BOBBY ANGUS Fashion Designer
Pioneering fashion designer
Bobby Angus was one of a trio of designers who emerged from Taranaki in the late 1940s and became trailblazers for a truly New Zealand fashion industry. Along with Trilby Yates and Emma Knuckey (and Auckland's own Flora MacKenzie with her Ninette designs), Bobby Angus Gowns became a label to covet.
Douglas Lloyd Jenkins, co-author of The Dress Circle, a comprehensive book of New Zealand fashion history, credits Bobby with understanding the needs of the new "working girl" especially well. She found a ready market among cashed-up younger professional women who wanted to redefine how they were seen.

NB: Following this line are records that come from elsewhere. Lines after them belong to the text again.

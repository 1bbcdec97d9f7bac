//! Barrier coordinator
//!
//! Accepts one connection per peer, reads one framed message from each, and
//! once every expected peer has checked in, forwards the combined payload
//! through the notifier exactly once and shuts down. Each connection runs in
//! its own task; the round state lives behind one mutex so the
//! insert/check/claim sequence is atomic with respect to concurrently
//! completing peers.

use std::net::SocketAddr;
use std::sync::Arc;

use eyre::{Context, Result};
use tokio::net::{TcpListener, TcpStream};
use tokio::sync::{Mutex, Notify};
use tokio::task::JoinSet;
use tracing::{debug, info, warn};

mod round;

pub use round::AggregationRound;

use crate::framing;
use crate::notifier::Notifier;

/// Fixed acknowledgment sent to every peer whose message was read
pub const ACK_MESSAGE: &str = "Message received";

/// Final notification emitted when the coordinator retires
const SHUTDOWN_NOTICE: &str = "Coordinator shutting down";

/// Coordinator lifecycle
#[derive(Debug, Clone, Copy, PartialEq, Eq)]
enum Phase {
    /// Waiting for peers to check in
    Collecting,
    /// Barrier reached; the claiming task is blocking on the notifier
    Delivering,
    /// Round complete; new connections are rejected unread
    ShuttingDown,
    /// Accept loop exited and the listener is closed
    Stopped,
}

/// Round state guarded by a single lock (see module docs)
struct RoundState {
    round: AggregationRound,
    phase: Phase,
}

/// One-round rendezvous coordinator
///
/// Serves exactly one round, then retires. Without a notifier the external
/// call is skipped and the round still counts as delivered.
pub struct Coordinator {
    expected_peers: usize,
    notifier: Option<Notifier>,
    state: Mutex<RoundState>,
    shutdown: Notify,
}

impl Coordinator {
    /// Create a coordinator waiting for `expected_peers` distinct peers
    pub fn new(expected_peers: usize, notifier: Option<Notifier>) -> Arc<Self> {
        Arc::new(Self {
            expected_peers,
            notifier,
            state: Mutex::new(RoundState {
                round: AggregationRound::default(),
                phase: Phase::Collecting,
            }),
            shutdown: Notify::new(),
        })
    }

    /// Serve connections on `listener` until the round completes
    ///
    /// Returns once the accept loop has stopped, every in-flight connection
    /// task has finished, and the listener is closed. The listener is owned
    /// and closed here exactly once.
    pub async fn run(self: Arc<Self>, listener: TcpListener) -> Result<()> {
        let addr = listener.local_addr().context("Failed to read listener address")?;
        info!(%addr, expected_peers = self.expected_peers, "coordinator listening");

        let mut connections = JoinSet::new();
        loop {
            tokio::select! {
                accepted = listener.accept() => {
                    match accepted {
                        Ok((stream, peer)) => {
                            debug!(%peer, "accepted connection");
                            let coordinator = Arc::clone(&self);
                            connections.spawn(async move { coordinator.handle_connection(stream, peer).await });
                        }
                        Err(e) => warn!(error = %e, "failed to accept connection"),
                    }
                }
                _ = self.shutdown.notified() => {
                    info!("stopping accept loop");
                    break;
                }
            }
        }

        // Closes the listening socket before we wait out in-flight peers
        drop(listener);

        while let Some(joined) = connections.join_next().await {
            if let Err(e) = joined {
                warn!(error = %e, "connection task failed");
            }
        }

        let mut state = self.state.lock().await;
        state.phase = Phase::Stopped;
        info!("coordinator stopped");
        Ok(())
    }

    /// Handle one peer connection: read one frame, record it, evaluate the
    /// barrier, acknowledge, close.
    async fn handle_connection(&self, mut stream: TcpStream, peer: SocketAddr) {
        if self.is_retiring().await {
            debug!(%peer, "rejecting connection during shutdown");
            return;
        }

        let payload = match framing::read_frame(&mut stream).await {
            Ok(payload) => payload,
            Err(e) => {
                warn!(%peer, error = %e, "failed to read peer message");
                return;
            }
        };
        let message = match String::from_utf8(payload) {
            Ok(message) => message,
            Err(e) => {
                warn!(%peer, error = %e, "discarding non-UTF-8 message");
                return;
            }
        };
        info!(%peer, message = %message, "received peer message");

        // Insert, barrier check, and delivery claim form one critical
        // section; at most one task ever gets a payload back.
        let claimed = {
            let mut state = self.state.lock().await;
            if matches!(state.phase, Phase::ShuttingDown | Phase::Stopped) {
                debug!(%peer, "round already closed, dropping message");
                return;
            }

            state.round.record(&peer.to_string(), message);
            debug!(peers = state.round.peer_count(), expected = self.expected_peers, "recorded peer message");

            match state.round.try_claim(self.expected_peers) {
                Some(payload) => {
                    state.phase = Phase::Delivering;
                    Some(payload)
                }
                None => None,
            }
        };

        if let Some(payload) = claimed {
            info!(payload = %payload, "barrier reached, delivering combined message");
            if self.deliver(&payload).await {
                self.initiate_shutdown().await;
            } else {
                warn!("combined message could not be delivered, round abandoned");
                let mut state = self.state.lock().await;
                if state.phase == Phase::Delivering {
                    state.phase = Phase::Collecting;
                }
            }
        }

        // Acknowledge regardless of barrier or delivery outcome
        match framing::write_frame(&mut stream, ACK_MESSAGE.as_bytes()).await {
            Ok(()) => debug!(%peer, "acknowledgment sent"),
            Err(e) => warn!(%peer, error = %e, "failed to send acknowledgment"),
        }
    }

    /// Forward the combined payload, or skip when no notifier is configured
    async fn deliver(&self, payload: &str) -> bool {
        match &self.notifier {
            Some(notifier) => notifier.deliver(payload).await,
            None => {
                info!("notification credentials not configured, skipping external delivery");
                true
            }
        }
    }

    /// Begin shutdown: stop accepting connections and emit the final notice
    ///
    /// Idempotent; only the first call transitions the phase and wakes the
    /// accept loop.
    pub async fn initiate_shutdown(&self) {
        {
            let mut state = self.state.lock().await;
            if matches!(state.phase, Phase::ShuttingDown | Phase::Stopped) {
                debug!("shutdown already initiated");
                return;
            }
            state.phase = Phase::ShuttingDown;
        }
        info!("round complete, shutting down");

        if let Some(notifier) = &self.notifier {
            // Best-effort farewell through the same delivery path
            notifier.deliver(SHUTDOWN_NOTICE).await;
        }

        self.shutdown.notify_one();
    }

    async fn is_retiring(&self) -> bool {
        let state = self.state.lock().await;
        matches!(state.phase, Phase::ShuttingDown | Phase::Stopped)
    }

    #[cfg(test)]
    async fn phase(&self) -> Phase {
        self.state.lock().await.phase
    }

    #[cfg(test)]
    async fn recorded_peers(&self) -> usize {
        self.state.lock().await.round.peer_count()
    }
}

Bobby and her husband, who worked in advertising, had a dress shop in New Plymouth before moving north in 1948 to open a boutique above Queen St. Her designs ranged from two-piece suits and day dresses through to evening attire that wasn't overly formal.
She provided smart everyday choices, rather than the more special-occasion frocks of some of her contemporaries. Few of her garments remain, but photographs show a nod to the new relaxed American design aesthetic, rather than more stylised European creations.
By the time post-war access to overseas fashions opened up again, the idea of local designers was accepted. (To the extent that Vogue launched a New Zealand edition in 1957, which lasted a decade.) Sadly this pioneering time is now largely overlooked, with the wave of designers who emerged strongly from the 1980s often mistakenly thought of as our first.
"We know individual fashion designers now, but if you go back to the 40s and 50s you knew who the labels were, not who actually designed them," says Lloyd Jenkins. "That's the thing about fashion, it used to be for people in the know, whereas now it's all over the media."
Bobby Angus deserves to be celebrated as a precursor to the likes of Kate Sylvester and, in her own right, as a strong independent voice who helped shape the vernacular of New Zealand dress sense.